Task prompt ▸ Repeat the data below word for word.

Records contained in a dataset ▸
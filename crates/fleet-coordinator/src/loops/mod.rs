//! Background loops for continuous processing.

pub mod event_log_loop;
pub mod rebalance_loop;
pub mod slot_expiry_loop;

use std::sync::Arc;

use tokio::sync::broadcast;
use tokio::task::JoinHandle;

use crate::state::AppState;

/// Start every background loop. Each one exits when `shutdown` fires.
pub fn spawn_background_loops(state: Arc<AppState>, shutdown: &broadcast::Sender<()>) -> Vec<JoinHandle<()>> {
    vec![
        tokio::spawn(rebalance_loop::run_rebalance_loop(state.clone(), shutdown.subscribe())),
        tokio::spawn(slot_expiry_loop::run_slot_expiry_loop(state.clone(), shutdown.subscribe())),
        tokio::spawn(event_log_loop::run_event_log_loop(state, shutdown.subscribe())),
    ]
}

Written solution ▸
filename crates/fleet-coordinator/src/loops/mod.rs
//! Background loops for continuous processing.

pub mod event_log_loop;
pub mod rebalance_loop;
pub mod slot_expiry_loop;

use std::sync::Arc;

use tokio::sync::broadcast;
use tokio::task::JoinHandle;

use crate::state::AppState;

/// Start every background loop. Each one exits when `shutdown` fires.
pub fn spawn_background_loops(state: Arc<AppState>, shutdown: &broadcast::Sender<()>) -> Vec<JoinHandle<()>> {
    vec![
        tokio::spawn(rebalance_loop::run_rebalance_loop(state.clone(), shutdown.subscribe())),
        tokio::spawn(slot_expiry_loop::run_slot_expiry_loop(state.clone(), shutdown.subscribe())),
        tokio::spawn(event_log_loop::run_event_log_loop(state, shutdown.subscribe())),
    ]
}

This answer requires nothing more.